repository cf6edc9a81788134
use sea_orm::entity::prelude::*;

#[derive(Clone, Debug, PartialEq, Eq, DeriveEntityModel)]
#[sea_orm(table_name = "admins")]
pub struct Model {
    #[sea_orm(primary_key)]
    pub id: i64,
    pub uuid: Uuid,
    pub email: String,
    pub password_hash: String,
    pub created_at: DateTimeUtc,
}

#[derive(Copy, Clone, Debug, EnumIter, DeriveRelation)]
pub enum Relation {}

impl ActiveModelBehavior for ActiveModel {}
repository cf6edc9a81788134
use std::time::Duration;

use db::ConnectionTrait;
use db::models::submission::Submission;
use db::models::webhook_outbox::{WebhookOutboxEntry, WebhookOutboxError};
use db::sea_orm::{DatabaseConnection, DbErr};
use serde::{Deserialize, Serialize};
use thiserror::Error;
use tokio_util::sync::CancellationToken;
use uuid::Uuid;

use crate::services::config::WebhookConfig;

#[derive(Debug, Error)]
pub enum DispatchError {
    #[error(transparent)]
    Database(#[from] DbErr),
    #[error(transparent)]
    Outbox(#[from] WebhookOutboxError),
    #[error(transparent)]
    Json(#[from] serde_json::Error),
    #[error("Submission is missing the fields the generation workflow needs")]
    IncompleteSubmission,
}

/// Body posted to the generation workflow. The field names are the wire
/// contract the workflow was built against, so they stay as-is even though
/// the rest of the codebase uses English names.
#[derive(Debug, Clone, Serialize, Deserialize)]
pub struct GenerationPayload {
    #[serde(rename = "type_organisme")]
    pub organism_type: String,
    #[serde(rename = "kleur_organisme")]
    pub color: String,
    #[serde(rename = "hoe_groot_organisme")]
    pub size: String,
    #[serde(rename = "hoeveel_organism")]
    pub quantity: String,
    #[serde(rename = "beschrijving_landschap_user")]
    pub landscape: String,
    #[serde(rename = "kenmerken_user")]
    pub features: String,
    pub user_id: Uuid,
    #[serde(rename = "image_id")]
    pub submission_id: Uuid,
    #[serde(rename = "url_original_image")]
    pub original_image_url: String,
}

impl GenerationPayload {
    /// Assembles the payload from a submission whose profile is complete.
    pub fn from_submission(submission: &Submission) -> Result<Self, DispatchError> {
        let profile = (|| {
            Some(Self {
                organism_type: submission.organism_type.clone()?,
                color: submission.color.clone()?,
                size: submission.size.clone()?,
                quantity: submission.quantity.clone()?,
                landscape: submission.landscape.clone()?,
                features: submission.features.clone()?,
                user_id: submission.user_id,
                submission_id: submission.id,
                original_image_url: submission.original_image_url.clone()?,
            })
        })();
        profile.ok_or(DispatchError::IncompleteSubmission)
    }
}

/// Drains the webhook outbox toward the configured generation workflow.
/// Deliveries are queued durably first; the worker retries failures on the
/// next sweep until the attempt cap is hit.
#[derive(Clone)]
pub struct WebhookDispatcher {
    conn: DatabaseConnection,
    client: reqwest::Client,
    config: WebhookConfig,
}

impl WebhookDispatcher {
    pub fn new(conn: DatabaseConnection, config: WebhookConfig) -> Self {
        Self {
            conn,
            client: reqwest::Client::new(),
            config,
        }
    }

    /// Queues a delivery. Takes the caller's connection so the entry lands
    /// in the same transaction as the submission write that triggered it.
    pub async fn enqueue<C: ConnectionTrait>(
        db: &C,
        payload: &GenerationPayload,
    ) -> Result<WebhookOutboxEntry, DispatchError> {
        let entry = WebhookOutboxEntry::enqueue(
            db,
            payload.submission_id,
            serde_json::to_value(payload)?,
        )
        .await?;
        Ok(entry)
    }

    pub fn spawn_worker(self, cancel: CancellationToken) -> tokio::task::JoinHandle<()> {
        tokio::spawn(async move {
            let sweep = Duration::from_secs(self.config.sweep_interval_secs);
            loop {
                tokio::select! {
                    _ = cancel.cancelled() => {
                        tracing::debug!("Webhook dispatcher stopping");
                        break;
                    }
                    _ = tokio::time::sleep(sweep) => {
                        if let Err(err) = self.flush_pending().await {
                            tracing::error!("Webhook sweep failed: {}", err);
                        }
                    }
                }
            }
        })
    }

    /// Delivers every queued entry still under the attempt cap. Returns the
    /// number of successful deliveries.
    pub async fn flush_pending(&self) -> Result<usize, DispatchError> {
        let Some(url) = self.config.url.as_deref() else {
            tracing::debug!("No webhook URL configured, leaving outbox queued");
            return Ok(0);
        };

        let pending = db::retry_on_db_busy(|| {
            WebhookOutboxEntry::fetch_undispatched(
                &self.conn,
                self.config.batch_size,
                self.config.max_attempts,
            )
        })
        .await?;

        let mut delivered = 0;
        for entry in pending {
            match self.post(url, &entry).await {
                Ok(()) => {
                    WebhookOutboxEntry::mark_dispatched(&self.conn, entry.id).await?;
                    tracing::info!(
                        submission_id = %entry.submission_id,
                        "Webhook delivered"
                    );
                    delivered += 1;
                }
                Err(reason) => {
                    tracing::warn!(
                        submission_id = %entry.submission_id,
                        attempts = entry.attempts + 1,
                        "Webhook delivery failed: {}",
                        reason
                    );
                    WebhookOutboxEntry::mark_failed(&self.conn, entry.id, &reason).await?;
                }
            }
        }
        Ok(delivered)
    }

    async fn post(&self, url: &str, entry: &WebhookOutboxEntry) -> Result<(), String> {
        let response = self
            .client
            .post(url)
            .json(&entry.payload)
            .send()
            .await
            .map_err(|err| err.to_string())?;
        if !response.status().is_success() {
            return Err(format!("webhook returned {}", response.status()));
        }
        Ok(())
    }
}
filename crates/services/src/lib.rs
pub mod services;
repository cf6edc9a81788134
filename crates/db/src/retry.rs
use std::{future::Future, time::Duration};

use sea_orm::DbErr;

const MAX_RETRIES: usize = 3;
const INITIAL_BACKOFF_MS: u64 = 50;
const MAX_BACKOFF_MS: u64 = 1_000;

/// Retries a database operation when SQLite reports the file as locked.
/// Used by background writers that can contend with request handlers.
pub async fn retry_on_db_busy<T, F, Fut>(mut op: F) -> Result<T, DbErr>
where
    F: FnMut() -> Fut,
    Fut: Future<Output = Result<T, DbErr>>,
{
    let mut backoff = Duration::from_millis(INITIAL_BACKOFF_MS);
    for attempt in 0..=MAX_RETRIES {
        match op().await {
            Ok(value) => return Ok(value),
            Err(err) if is_db_busy(&err) && attempt < MAX_RETRIES => {
                tracing::warn!(
                    attempt = attempt + 1,
                    backoff_ms = backoff.as_millis() as u64,
                    "Database busy, retrying"
                );
                tokio::time::sleep(backoff).await;
                let next_ms = (backoff.as_millis() as u64)
                    .saturating_mul(2)
                    .min(MAX_BACKOFF_MS);
                backoff = Duration::from_millis(next_ms);
            }
            Err(err) => return Err(err),
        }
    }

    unreachable!("retry loop returns on success or error")
}

fn is_db_busy(err: &DbErr) -> bool {
    let message = err.to_string();
    message.contains("database is locked") || message.contains("database is busy")
}

#[cfg(test)]
mod tests {
    use std::sync::atomic::{AtomicUsize, Ordering};

    use sea_orm::RuntimeErr;

    use super::*;

    fn busy_error() -> DbErr {
        DbErr::Conn(RuntimeErr::Internal("database is locked".to_string()))
    }

    #[tokio::test]
    async fn retries_busy_errors_until_success() {
        let attempts = AtomicUsize::new(0);
        let result = retry_on_db_busy(|| {
            let n = attempts.fetch_add(1, Ordering::SeqCst);
            async move {
                if n < 2 {
                    Err(busy_error())
                } else {
                    Ok(n)
                }
            }
        })
        .await
        .unwrap();

        assert_eq!(result, 2);
        assert_eq!(attempts.load(Ordering::SeqCst), 3);
    }

    #[tokio::test]
    async fn non_busy_errors_are_returned_immediately() {
        let attempts = AtomicUsize::new(0);
        let result: Result<(), DbErr> = retry_on_db_busy(|| {
            attempts.fetch_add(1, Ordering::SeqCst);
            async { Err(DbErr::RecordNotFound("nope".to_string())) }
        })
        .await;

        assert!(result.is_err());
        assert_eq!(attempts.load(Ordering::SeqCst), 1);
    }

    #[tokio::test]
    async fn gives_up_after_max_retries() {
        let attempts = AtomicUsize::new(0);
        let result: Result<(), DbErr> = retry_on_db_busy(|| {
            attempts.fetch_add(1, Ordering::SeqCst);
            async { Err(busy_error()) }
        })
        .await;

        assert!(result.is_err());
        assert_eq!(attempts.load(Ordering::SeqCst), MAX_RETRIES + 1);
    }
}
#[cfg(test)]
mod tests {
    use sea_orm::Database;
    use sea_orm_migration::MigratorTrait;

    use super::*;
    use crate::models::workshop::{CreateWorkshop, Workshop};

    async fn setup() -> (sea_orm::DatabaseConnection, Workshop) {
        let db = Database::connect("sqlite::memory:").await.unwrap();
        db_migration::Migrator::up(&db, None).await.unwrap();
        let workshop = Workshop::create(
            &db,
            &CreateWorkshop {
                title: "Test".to_string(),
                access_code: "CODE".to_string(),
                active: None,
            },
        )
        .await
        .unwrap();
        (db, workshop)
    }

    fn answers() -> ProfileAnswers {
        ProfileAnswers {
            organism_type: "Mos".to_string(),
            color: "Paars".to_string(),
            size: "1 meter".to_string(),
            quantity: "Solitair".to_string(),
            landscape: "Vulkanisch".to_string(),
            features: "Gloeiend".to_string(),
        }
    }

    #[tokio::test]
    async fn create_holds_identity_fields_only() {
        let (db, workshop) = setup().await;
        let user_id = Uuid::new_v4();

        let submission = Submission::create(&db, user_id, workshop.id, None)
            .await
            .unwrap();

        assert_eq!(submission.user_id, user_id);
        assert_eq!(submission.workshop_id, workshop.id);
        assert!(submission.organism_type.is_none());
        assert_eq!(submission.profile_version, 0);

        let found = Submission::find_by_uuid(&db, submission.id)
            .await
            .unwrap()
            .expect("submission");
        assert_eq!(found.user_id, user_id);
    }

    #[tokio::test]
    async fn profile_write_is_write_once() {
        let (db, workshop) = setup().await;
        let submission = Submission::create(&db, Uuid::new_v4(), workshop.id, None)
            .await
            .unwrap();

        let updated =
            Submission::update_profile(&db, submission.id, &answers(), submission.profile_version)
                .await
                .unwrap();
        assert_eq!(updated.organism_type.as_deref(), Some("Mos"));
        assert_eq!(updated.profile_version, 1);

        let err =
            Submission::update_profile(&db, submission.id, &answers(), updated.profile_version)
                .await
                .unwrap_err();
        assert!(matches!(err, SubmissionError::ProfileAlreadySubmitted));
    }

    #[tokio::test]
    async fn stale_version_stamp_is_rejected() {
        let (db, workshop) = setup().await;
        let submission = Submission::create(&db, Uuid::new_v4(), workshop.id, None)
            .await
            .unwrap();

        Submission::set_original_image(&db, submission.id, "/storage/x.jpg", 0)
            .await
            .unwrap();

        // version is now 1, a writer still holding 0 must fail
        let err = Submission::update_profile(&db, submission.id, &answers(), 0)
            .await
            .unwrap_err();
        assert!(matches!(
            err,
            SubmissionError::VersionConflict { part: "profile" }
        ));
    }

    #[tokio::test]
    async fn feedback_patch_retains_untouched_fields() {
        let (db, workshop) = setup().await;
        let submission = Submission::create(&db, Uuid::new_v4(), workshop.id, None)
            .await
            .unwrap();

        let after_first = Submission::update_feedback(
            &db,
            submission.id,
            &FeedbackPatch {
                feedback_answer1: Some("ja".to_string()),
                ..Default::default()
            },
            0,
        )
        .await
        .unwrap();
        assert_eq!(after_first.feedback_answer1.as_deref(), Some("ja"));

        let after_second = Submission::update_feedback(
            &db,
            submission.id,
            &FeedbackPatch {
                feedback_answer2: Some("nee".to_string()),
                ..Default::default()
            },
            after_first.feedback_version,
        )
        .await
        .unwrap();

        assert_eq!(after_second.feedback_answer1.as_deref(), Some("ja"));
        assert_eq!(after_second.feedback_answer2.as_deref(), Some("nee"));
        assert!(after_second.adjust_organism.is_none());
    }

    #[tokio::test]
    async fn generation_patch_is_monotonic() {
        let (db, workshop) = setup().await;
        let submission = Submission::create(&db, Uuid::new_v4(), workshop.id, None)
            .await
            .unwrap();

        let with_questions = Submission::update_generation(
            &db,
            submission.id,
            &GenerationPatch {
                feedback_question1: Some("Heeft het wortels?".to_string()),
                feedback_question2: Some("Groeit het snel?".to_string()),
                ..Default::default()
            },
            0,
        )
        .await
        .unwrap();
        assert!(with_questions.questions_ready().is_some());
        assert!(with_questions.image_ready().is_none());

        let with_image = Submission::update_generation(
            &db,
            submission.id,
            &GenerationPatch {
                ai_image_url: Some("https://example.org/organism.png".to_string()),
                ..Default::default()
            },
            with_questions.generation_version,
        )
        .await
        .unwrap();

        // earlier fields survive the later patch
        assert!(with_image.questions_ready().is_some());
        assert_eq!(
            with_image.image_ready().as_deref(),
            Some("https://example.org/organism.png")
        );
    }

    #[tokio::test]
    async fn find_latest_for_user_orders_newest_first() {
        let (db, workshop) = setup().await;
        let user_id = Uuid::new_v4();

        let first = Submission::create(&db, user_id, workshop.id, None)
            .await
            .unwrap();
        let second = Submission::create(
            &db,
            user_id,
            workshop.id,
            Some("/storage/original_uploads/prior.jpg".to_string()),
        )
        .await
        .unwrap();
        Submission::create(&db, Uuid::new_v4(), workshop.id, None)
            .await
            .unwrap();

        let history = Submission::find_latest_for_user(&db, user_id).await.unwrap();
        assert_eq!(history.len(), 2);
        assert_eq!(history[0].id, second.id);
        assert_eq!(history[1].id, first.id);
        assert_eq!(
            history[0].original_image_url.as_deref(),
            Some("/storage/original_uploads/prior.jpg")
        );
    }
}
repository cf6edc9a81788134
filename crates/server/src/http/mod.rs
use axum::{
    Router,
    extract::DefaultBodyLimit,
    middleware::from_fn_with_state,
    routing::{delete, get, post, put},
};
use tower_http::{cors::CorsLayer, services::ServeDir, trace::TraceLayer};

use crate::{AppState, middleware, routes};

mod auth;

pub fn router(state: AppState) -> Router {
    let session_routes = Router::new()
        .route("/", delete(routes::submissions::delete_session))
        .route("/upload", post(routes::uploads::upload_photo))
        .route("/questions", put(routes::submissions::put_questions))
        .route("/await-questions", get(routes::submissions::await_questions))
        .route("/feedback", put(routes::submissions::put_feedback))
        .route("/await-image", get(routes::submissions::await_image))
        .route("/submission", get(routes::submissions::get_submission))
        .route("/regenerate", post(routes::submissions::regenerate))
        .layer(from_fn_with_state(
            state.clone(),
            middleware::load_session_middleware,
        ));

    let workshop_scoped = Router::new()
        .route(
            "/",
            get(routes::workshops::get_workshop).delete(routes::workshops::delete_workshop),
        )
        .route("/active", put(routes::workshops::set_workshop_active))
        .route(
            "/submissions",
            get(routes::workshops::list_workshop_submissions),
        )
        .layer(from_fn_with_state(
            state.clone(),
            middleware::load_workshop_middleware,
        ));

    let admin_protected = Router::new()
        .route("/me", get(routes::admin::me))
        .route("/logout", post(routes::admin::logout))
        .route(
            "/config",
            get(routes::config::get_config).put(routes::config::update_config),
        )
        .route(
            "/workshops",
            get(routes::workshops::list_workshops).post(routes::workshops::create_workshop),
        )
        .nest("/workshops/{workshop_id}", workshop_scoped)
        .route("/gallery", post(routes::gallery::create_gallery_item))
        .route("/gallery/{item_id}", delete(routes::gallery::delete_gallery_item))
        .layer(from_fn_with_state(state.clone(), auth::require_admin));

    let admin_routes = Router::new()
        .route("/setup", post(routes::admin::setup))
        .route("/login", post(routes::admin::login))
        .merge(admin_protected);

    let api_routes = Router::new()
        .route("/entry", post(routes::entry::enter))
        .route("/generation/callback", post(routes::generation::callback))
        .route("/gallery", get(routes::gallery::list_gallery))
        .nest("/sessions/{session_id}", session_routes)
        .nest("/admin", admin_routes);

    Router::new()
        .route("/health", get(routes::health::health_check))
        .nest("/api", api_routes)
        .nest_service(
            "/storage",
            ServeDir::new(state.store().root().to_path_buf()),
        )
        .layer(DefaultBodyLimit::max(16 * 1024 * 1024))
        .layer(CorsLayer::permissive())
        .layer(TraceLayer::new_for_http())
        .with_state(state)
}
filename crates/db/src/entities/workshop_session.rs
use sea_orm::entity::prelude::*;

#[derive(Clone, Debug, PartialEq, Eq, DeriveEntityModel)]
#[sea_orm(table_name = "workshop_sessions")]
pub struct Model {
    #[sea_orm(primary_key)]
    pub id: i64,
    pub uuid: Uuid,
    pub user_id: Uuid,
    pub workshop_id: i64,
    pub submission_uuid: Uuid,
    pub created_at: DateTimeUtc,
    pub expires_at: DateTimeUtc,
}

#[derive(Copy, Clone, Debug, EnumIter, DeriveRelation)]
pub enum Relation {}

impl ActiveModelBehavior for ActiveModel {}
=-=-=
### ASSIGNMENT
Find the word "https" in the entries above, then copy each line that holds it.

### ANSWER FOR THIS EXERCISE
                ai_image_url: Some("https://example.org/organism.png".to_string()),
            Some("https://example.org/organism.png")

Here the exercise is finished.